Task objective
The number of lines in the entries below holding the word "String" is all that is needed here.

Source data
──────────
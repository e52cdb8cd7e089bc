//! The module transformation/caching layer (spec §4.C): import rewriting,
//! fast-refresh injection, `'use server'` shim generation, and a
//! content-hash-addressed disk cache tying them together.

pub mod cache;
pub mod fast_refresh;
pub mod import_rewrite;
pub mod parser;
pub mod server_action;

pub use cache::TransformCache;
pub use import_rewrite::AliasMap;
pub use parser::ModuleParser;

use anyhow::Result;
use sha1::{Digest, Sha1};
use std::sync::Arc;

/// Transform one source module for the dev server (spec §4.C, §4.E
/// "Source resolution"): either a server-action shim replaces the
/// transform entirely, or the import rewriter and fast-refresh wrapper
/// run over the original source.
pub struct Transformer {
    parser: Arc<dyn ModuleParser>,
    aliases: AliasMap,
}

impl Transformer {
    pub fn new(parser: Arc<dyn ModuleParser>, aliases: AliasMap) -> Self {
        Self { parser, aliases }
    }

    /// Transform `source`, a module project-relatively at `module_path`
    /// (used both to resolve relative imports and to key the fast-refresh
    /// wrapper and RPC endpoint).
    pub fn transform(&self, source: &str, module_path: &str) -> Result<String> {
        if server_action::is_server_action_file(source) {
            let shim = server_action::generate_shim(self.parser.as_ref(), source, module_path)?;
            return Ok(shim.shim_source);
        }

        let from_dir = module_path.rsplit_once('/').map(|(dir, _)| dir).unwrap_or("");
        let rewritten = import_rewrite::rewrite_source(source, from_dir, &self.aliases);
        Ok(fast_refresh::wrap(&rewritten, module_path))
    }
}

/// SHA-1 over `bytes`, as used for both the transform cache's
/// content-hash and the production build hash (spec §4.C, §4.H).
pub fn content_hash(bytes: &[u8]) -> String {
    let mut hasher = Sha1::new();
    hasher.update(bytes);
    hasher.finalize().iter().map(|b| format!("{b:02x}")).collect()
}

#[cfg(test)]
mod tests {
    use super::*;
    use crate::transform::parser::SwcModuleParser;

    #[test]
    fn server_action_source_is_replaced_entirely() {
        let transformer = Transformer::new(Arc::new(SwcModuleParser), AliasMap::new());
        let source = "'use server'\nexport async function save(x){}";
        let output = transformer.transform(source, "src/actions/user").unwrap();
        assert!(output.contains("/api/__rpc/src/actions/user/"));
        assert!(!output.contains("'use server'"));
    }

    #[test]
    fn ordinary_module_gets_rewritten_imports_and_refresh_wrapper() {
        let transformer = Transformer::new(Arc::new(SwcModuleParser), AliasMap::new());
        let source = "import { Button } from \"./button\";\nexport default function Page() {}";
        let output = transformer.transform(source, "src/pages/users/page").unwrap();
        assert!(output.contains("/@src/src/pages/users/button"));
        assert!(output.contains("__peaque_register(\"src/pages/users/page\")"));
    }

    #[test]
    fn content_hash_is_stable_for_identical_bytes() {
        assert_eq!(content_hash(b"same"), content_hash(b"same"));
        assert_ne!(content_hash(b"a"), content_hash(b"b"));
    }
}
──────────
Response to the exercise
2